• **About this exercise**: When the word "ProgressTracker" shows up in a line of the records below, copy that line.

Records supplied START

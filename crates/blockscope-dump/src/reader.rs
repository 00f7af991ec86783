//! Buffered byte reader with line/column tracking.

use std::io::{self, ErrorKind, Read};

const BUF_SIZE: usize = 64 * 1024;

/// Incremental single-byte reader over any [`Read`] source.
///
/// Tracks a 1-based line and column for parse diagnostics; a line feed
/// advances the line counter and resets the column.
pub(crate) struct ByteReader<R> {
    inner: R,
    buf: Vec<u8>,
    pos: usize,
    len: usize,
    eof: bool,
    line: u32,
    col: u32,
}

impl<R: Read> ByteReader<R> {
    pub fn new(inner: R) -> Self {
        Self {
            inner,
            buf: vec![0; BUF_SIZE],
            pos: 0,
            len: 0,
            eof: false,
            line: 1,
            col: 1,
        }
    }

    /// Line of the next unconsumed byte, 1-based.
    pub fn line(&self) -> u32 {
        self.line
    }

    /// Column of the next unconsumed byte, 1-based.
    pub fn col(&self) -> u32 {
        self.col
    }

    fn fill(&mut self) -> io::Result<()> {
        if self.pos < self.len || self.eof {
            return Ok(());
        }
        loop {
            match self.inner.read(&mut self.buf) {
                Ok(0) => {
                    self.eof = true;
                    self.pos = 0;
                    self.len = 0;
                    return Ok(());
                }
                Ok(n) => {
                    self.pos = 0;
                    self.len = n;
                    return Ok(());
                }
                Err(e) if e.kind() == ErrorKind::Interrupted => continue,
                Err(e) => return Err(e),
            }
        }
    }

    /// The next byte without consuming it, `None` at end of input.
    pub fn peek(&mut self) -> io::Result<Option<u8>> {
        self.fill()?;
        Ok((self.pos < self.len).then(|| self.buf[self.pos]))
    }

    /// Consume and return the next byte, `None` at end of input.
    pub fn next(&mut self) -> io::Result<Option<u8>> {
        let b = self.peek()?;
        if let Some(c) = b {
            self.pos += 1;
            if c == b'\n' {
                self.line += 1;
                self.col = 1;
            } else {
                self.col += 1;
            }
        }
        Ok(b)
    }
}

Records supplied END
Records supplied START

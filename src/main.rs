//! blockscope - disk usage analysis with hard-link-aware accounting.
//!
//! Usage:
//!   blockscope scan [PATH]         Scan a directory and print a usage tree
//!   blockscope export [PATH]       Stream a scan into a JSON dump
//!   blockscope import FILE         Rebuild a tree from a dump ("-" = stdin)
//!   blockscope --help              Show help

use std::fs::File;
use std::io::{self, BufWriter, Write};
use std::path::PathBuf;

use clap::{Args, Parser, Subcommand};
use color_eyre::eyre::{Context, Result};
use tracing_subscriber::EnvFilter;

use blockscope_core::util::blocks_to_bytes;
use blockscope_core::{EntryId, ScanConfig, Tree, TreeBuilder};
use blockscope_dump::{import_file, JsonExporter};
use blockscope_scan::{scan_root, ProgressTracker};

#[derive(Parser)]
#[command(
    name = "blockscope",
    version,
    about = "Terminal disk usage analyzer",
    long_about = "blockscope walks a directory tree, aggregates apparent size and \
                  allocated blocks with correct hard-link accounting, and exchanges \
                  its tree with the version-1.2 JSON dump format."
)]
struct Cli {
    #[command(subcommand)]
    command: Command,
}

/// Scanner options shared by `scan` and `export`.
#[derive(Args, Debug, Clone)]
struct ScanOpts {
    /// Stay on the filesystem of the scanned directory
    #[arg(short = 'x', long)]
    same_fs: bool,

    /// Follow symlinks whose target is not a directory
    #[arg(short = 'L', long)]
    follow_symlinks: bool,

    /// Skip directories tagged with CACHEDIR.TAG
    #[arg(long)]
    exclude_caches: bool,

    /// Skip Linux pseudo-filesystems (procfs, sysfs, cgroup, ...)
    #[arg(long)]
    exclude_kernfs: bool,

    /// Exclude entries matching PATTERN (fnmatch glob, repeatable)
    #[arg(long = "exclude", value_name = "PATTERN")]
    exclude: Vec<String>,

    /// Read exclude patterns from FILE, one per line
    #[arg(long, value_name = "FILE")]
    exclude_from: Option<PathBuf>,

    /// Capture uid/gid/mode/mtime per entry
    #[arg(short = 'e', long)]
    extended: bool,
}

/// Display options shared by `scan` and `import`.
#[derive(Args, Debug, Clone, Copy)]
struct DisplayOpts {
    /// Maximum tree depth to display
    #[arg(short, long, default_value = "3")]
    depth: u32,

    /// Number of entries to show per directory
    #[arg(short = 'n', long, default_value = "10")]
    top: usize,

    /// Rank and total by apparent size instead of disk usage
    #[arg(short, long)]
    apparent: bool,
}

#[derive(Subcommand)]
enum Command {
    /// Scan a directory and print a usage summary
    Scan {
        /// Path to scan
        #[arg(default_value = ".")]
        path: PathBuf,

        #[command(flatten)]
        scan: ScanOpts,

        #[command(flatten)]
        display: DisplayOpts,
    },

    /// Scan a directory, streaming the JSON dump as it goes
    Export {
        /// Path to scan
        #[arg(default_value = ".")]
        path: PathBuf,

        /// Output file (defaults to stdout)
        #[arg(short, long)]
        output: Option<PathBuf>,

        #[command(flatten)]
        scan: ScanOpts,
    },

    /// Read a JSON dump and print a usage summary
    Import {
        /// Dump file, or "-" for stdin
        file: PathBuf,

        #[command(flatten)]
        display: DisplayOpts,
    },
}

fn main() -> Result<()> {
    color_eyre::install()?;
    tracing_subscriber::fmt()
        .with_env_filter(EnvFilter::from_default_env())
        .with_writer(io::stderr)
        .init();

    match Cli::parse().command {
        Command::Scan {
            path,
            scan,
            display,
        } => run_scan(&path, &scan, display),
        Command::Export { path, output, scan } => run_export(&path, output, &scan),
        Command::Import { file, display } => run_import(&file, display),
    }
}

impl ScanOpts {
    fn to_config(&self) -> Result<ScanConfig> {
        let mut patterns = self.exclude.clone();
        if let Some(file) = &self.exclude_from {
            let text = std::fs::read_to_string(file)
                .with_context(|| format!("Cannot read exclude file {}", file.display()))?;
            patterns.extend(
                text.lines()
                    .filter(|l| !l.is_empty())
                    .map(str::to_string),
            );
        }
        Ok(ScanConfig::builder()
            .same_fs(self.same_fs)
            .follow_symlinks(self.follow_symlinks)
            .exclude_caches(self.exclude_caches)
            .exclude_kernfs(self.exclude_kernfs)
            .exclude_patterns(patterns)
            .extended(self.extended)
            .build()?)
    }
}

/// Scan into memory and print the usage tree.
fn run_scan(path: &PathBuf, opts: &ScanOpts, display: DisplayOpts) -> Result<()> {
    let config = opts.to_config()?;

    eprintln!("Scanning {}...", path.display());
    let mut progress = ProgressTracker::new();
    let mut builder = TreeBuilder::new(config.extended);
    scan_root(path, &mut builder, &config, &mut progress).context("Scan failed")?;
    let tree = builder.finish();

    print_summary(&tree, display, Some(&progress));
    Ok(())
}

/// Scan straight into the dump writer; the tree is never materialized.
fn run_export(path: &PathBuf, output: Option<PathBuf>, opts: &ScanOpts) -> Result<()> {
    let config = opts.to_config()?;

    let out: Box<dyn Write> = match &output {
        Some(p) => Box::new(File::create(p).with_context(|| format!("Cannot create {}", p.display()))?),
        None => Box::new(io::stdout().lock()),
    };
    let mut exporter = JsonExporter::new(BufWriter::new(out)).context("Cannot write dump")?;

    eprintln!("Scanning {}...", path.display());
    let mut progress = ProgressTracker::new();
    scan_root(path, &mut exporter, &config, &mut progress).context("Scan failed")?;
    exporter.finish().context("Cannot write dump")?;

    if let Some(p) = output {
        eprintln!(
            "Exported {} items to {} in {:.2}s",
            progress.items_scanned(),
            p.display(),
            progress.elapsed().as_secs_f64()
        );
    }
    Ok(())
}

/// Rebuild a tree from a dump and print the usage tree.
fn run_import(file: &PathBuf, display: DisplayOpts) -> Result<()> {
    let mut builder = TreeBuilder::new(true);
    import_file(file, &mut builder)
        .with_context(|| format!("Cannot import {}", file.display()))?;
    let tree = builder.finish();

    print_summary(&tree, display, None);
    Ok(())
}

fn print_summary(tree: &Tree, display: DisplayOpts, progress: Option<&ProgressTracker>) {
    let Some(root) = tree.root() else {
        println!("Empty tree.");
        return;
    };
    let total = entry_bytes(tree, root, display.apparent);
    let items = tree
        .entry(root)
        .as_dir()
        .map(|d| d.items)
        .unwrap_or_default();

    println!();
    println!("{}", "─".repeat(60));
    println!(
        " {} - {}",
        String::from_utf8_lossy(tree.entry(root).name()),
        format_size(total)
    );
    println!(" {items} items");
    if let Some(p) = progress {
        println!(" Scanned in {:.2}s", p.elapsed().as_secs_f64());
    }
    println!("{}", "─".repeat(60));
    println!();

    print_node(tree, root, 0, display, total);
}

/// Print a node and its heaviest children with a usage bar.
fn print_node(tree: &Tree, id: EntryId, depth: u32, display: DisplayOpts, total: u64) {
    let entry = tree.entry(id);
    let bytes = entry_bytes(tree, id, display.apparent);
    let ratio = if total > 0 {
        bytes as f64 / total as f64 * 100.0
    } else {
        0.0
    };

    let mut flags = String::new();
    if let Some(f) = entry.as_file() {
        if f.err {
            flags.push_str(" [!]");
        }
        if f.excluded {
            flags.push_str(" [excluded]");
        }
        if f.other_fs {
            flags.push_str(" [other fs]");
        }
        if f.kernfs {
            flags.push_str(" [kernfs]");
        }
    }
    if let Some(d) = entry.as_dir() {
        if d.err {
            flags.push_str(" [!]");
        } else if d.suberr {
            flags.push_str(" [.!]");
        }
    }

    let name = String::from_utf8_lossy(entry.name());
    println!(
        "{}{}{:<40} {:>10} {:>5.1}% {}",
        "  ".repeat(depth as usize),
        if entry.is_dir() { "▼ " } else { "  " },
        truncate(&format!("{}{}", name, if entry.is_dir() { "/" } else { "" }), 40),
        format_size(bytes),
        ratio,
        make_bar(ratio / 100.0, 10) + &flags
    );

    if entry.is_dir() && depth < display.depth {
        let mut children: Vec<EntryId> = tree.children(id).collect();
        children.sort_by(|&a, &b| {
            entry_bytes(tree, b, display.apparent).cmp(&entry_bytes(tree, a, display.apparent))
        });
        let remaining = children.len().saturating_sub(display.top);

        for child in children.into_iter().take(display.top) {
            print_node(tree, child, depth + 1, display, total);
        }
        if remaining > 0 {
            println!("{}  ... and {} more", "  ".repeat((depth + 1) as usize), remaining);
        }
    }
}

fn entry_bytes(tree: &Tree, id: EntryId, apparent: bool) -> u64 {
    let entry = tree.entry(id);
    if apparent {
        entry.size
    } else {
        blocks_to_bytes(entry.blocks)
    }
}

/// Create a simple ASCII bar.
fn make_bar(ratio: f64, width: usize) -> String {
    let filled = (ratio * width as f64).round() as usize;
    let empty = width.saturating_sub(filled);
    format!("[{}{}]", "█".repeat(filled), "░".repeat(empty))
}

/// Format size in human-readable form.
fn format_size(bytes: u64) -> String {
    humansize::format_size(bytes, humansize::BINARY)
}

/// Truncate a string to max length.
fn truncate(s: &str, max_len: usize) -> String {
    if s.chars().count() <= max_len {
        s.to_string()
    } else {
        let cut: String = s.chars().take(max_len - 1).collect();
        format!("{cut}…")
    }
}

Records supplied END
Records supplied START

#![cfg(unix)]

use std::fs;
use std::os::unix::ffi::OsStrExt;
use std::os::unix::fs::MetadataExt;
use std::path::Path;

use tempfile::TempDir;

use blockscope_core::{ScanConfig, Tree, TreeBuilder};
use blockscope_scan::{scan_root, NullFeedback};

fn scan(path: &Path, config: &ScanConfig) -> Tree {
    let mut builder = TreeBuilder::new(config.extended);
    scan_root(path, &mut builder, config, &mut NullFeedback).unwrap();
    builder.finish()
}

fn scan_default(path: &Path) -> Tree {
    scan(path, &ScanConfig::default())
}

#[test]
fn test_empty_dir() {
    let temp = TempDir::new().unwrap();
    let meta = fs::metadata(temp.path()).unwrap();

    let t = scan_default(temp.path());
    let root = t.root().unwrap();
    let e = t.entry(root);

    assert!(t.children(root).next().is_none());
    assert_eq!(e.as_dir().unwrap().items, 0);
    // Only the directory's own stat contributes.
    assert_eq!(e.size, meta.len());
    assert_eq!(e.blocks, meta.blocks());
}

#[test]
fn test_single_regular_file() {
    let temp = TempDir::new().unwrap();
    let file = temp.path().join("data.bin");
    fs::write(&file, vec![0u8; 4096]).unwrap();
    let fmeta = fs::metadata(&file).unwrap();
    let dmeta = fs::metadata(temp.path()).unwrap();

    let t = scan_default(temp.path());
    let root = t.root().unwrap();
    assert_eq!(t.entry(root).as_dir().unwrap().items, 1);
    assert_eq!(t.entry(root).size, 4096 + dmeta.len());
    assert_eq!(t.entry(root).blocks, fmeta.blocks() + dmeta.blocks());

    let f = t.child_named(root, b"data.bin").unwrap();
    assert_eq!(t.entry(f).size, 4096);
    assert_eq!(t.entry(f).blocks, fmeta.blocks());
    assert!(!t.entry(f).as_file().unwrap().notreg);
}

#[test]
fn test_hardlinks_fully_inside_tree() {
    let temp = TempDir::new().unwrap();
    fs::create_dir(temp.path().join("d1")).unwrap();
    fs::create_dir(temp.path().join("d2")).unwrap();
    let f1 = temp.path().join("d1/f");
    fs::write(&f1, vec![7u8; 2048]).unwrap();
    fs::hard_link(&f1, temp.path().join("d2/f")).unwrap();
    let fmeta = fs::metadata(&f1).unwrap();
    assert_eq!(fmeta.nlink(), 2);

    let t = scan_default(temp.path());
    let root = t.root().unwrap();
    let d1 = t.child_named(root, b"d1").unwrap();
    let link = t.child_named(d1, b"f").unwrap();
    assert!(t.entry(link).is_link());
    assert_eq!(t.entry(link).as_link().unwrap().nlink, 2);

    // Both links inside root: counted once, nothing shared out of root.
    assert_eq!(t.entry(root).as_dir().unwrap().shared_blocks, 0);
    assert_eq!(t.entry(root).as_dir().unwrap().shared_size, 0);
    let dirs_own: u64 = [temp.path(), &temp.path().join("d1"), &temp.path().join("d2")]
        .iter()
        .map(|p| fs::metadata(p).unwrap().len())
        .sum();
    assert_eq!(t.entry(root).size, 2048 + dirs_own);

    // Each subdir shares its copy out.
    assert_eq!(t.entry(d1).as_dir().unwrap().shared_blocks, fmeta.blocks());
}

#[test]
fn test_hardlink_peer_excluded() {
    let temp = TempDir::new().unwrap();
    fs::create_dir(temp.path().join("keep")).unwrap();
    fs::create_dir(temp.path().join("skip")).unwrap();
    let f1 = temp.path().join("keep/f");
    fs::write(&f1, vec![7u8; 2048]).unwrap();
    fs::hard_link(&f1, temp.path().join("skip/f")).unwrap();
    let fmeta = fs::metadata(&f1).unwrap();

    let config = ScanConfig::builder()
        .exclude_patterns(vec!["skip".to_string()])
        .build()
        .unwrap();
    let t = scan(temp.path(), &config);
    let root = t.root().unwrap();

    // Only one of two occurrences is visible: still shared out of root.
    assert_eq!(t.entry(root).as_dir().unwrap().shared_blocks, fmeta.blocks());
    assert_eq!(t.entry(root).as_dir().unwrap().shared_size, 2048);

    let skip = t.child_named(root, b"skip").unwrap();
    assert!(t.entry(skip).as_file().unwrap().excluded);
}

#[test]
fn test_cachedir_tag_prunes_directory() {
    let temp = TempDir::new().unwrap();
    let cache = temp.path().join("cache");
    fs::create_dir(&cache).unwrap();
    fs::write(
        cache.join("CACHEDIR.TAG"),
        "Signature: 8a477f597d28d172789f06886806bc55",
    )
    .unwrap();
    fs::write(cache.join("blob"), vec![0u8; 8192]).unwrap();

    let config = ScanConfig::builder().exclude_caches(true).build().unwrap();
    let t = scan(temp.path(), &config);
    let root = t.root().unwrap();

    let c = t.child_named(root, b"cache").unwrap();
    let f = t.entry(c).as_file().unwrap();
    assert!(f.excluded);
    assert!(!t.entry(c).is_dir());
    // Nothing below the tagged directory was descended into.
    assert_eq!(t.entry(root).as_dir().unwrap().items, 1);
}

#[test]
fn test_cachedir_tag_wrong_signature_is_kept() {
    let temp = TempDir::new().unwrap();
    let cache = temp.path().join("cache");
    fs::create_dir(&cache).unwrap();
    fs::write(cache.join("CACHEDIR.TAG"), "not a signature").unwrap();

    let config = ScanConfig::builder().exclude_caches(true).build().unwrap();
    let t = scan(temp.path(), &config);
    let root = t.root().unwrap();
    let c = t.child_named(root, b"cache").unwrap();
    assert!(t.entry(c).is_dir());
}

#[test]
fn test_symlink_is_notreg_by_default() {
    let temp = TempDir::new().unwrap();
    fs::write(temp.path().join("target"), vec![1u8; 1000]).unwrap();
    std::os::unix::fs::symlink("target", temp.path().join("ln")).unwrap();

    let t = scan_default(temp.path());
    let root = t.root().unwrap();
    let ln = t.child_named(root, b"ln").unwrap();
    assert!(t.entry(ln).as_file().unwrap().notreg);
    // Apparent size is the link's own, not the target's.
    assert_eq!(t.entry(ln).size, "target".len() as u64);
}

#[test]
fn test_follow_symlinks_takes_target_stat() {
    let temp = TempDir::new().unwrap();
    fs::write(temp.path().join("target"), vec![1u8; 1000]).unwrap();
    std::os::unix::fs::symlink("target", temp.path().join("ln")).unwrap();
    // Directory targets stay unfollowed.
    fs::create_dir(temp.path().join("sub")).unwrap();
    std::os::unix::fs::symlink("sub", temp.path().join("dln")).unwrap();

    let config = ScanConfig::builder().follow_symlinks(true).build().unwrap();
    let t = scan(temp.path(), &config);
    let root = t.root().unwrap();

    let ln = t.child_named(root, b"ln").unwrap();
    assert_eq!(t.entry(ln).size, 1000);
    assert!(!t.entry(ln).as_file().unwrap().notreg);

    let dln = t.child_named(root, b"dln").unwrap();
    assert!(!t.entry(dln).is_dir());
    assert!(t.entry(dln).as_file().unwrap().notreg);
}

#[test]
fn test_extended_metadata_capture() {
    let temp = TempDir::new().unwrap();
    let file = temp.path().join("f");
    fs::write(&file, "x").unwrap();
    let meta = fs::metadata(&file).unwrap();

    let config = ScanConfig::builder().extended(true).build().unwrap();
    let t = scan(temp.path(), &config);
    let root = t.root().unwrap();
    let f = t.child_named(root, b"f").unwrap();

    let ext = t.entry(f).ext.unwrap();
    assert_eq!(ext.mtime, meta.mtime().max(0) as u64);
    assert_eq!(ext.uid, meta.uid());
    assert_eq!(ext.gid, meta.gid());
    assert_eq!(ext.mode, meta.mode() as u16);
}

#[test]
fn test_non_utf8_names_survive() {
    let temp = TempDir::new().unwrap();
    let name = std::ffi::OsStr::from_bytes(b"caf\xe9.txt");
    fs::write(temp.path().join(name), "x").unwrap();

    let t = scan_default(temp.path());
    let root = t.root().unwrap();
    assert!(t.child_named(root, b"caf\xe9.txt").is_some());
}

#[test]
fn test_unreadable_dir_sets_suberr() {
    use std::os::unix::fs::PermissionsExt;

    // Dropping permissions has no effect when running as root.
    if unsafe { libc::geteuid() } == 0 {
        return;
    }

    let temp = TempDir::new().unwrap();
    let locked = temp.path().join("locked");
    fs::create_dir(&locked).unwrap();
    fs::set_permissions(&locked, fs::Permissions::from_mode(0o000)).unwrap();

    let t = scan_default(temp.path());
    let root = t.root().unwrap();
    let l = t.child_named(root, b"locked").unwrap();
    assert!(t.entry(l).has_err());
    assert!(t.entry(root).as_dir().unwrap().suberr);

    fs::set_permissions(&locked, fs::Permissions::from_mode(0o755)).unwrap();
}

Records supplied END

• **Result of the task**:
use blockscope_scan::{scan_root, ProgressTracker};
    let mut progress = ProgressTracker::new();
    let mut progress = ProgressTracker::new();
fn print_summary(tree: &Tree, display: DisplayOpts, progress: Option<&ProgressTracker>) {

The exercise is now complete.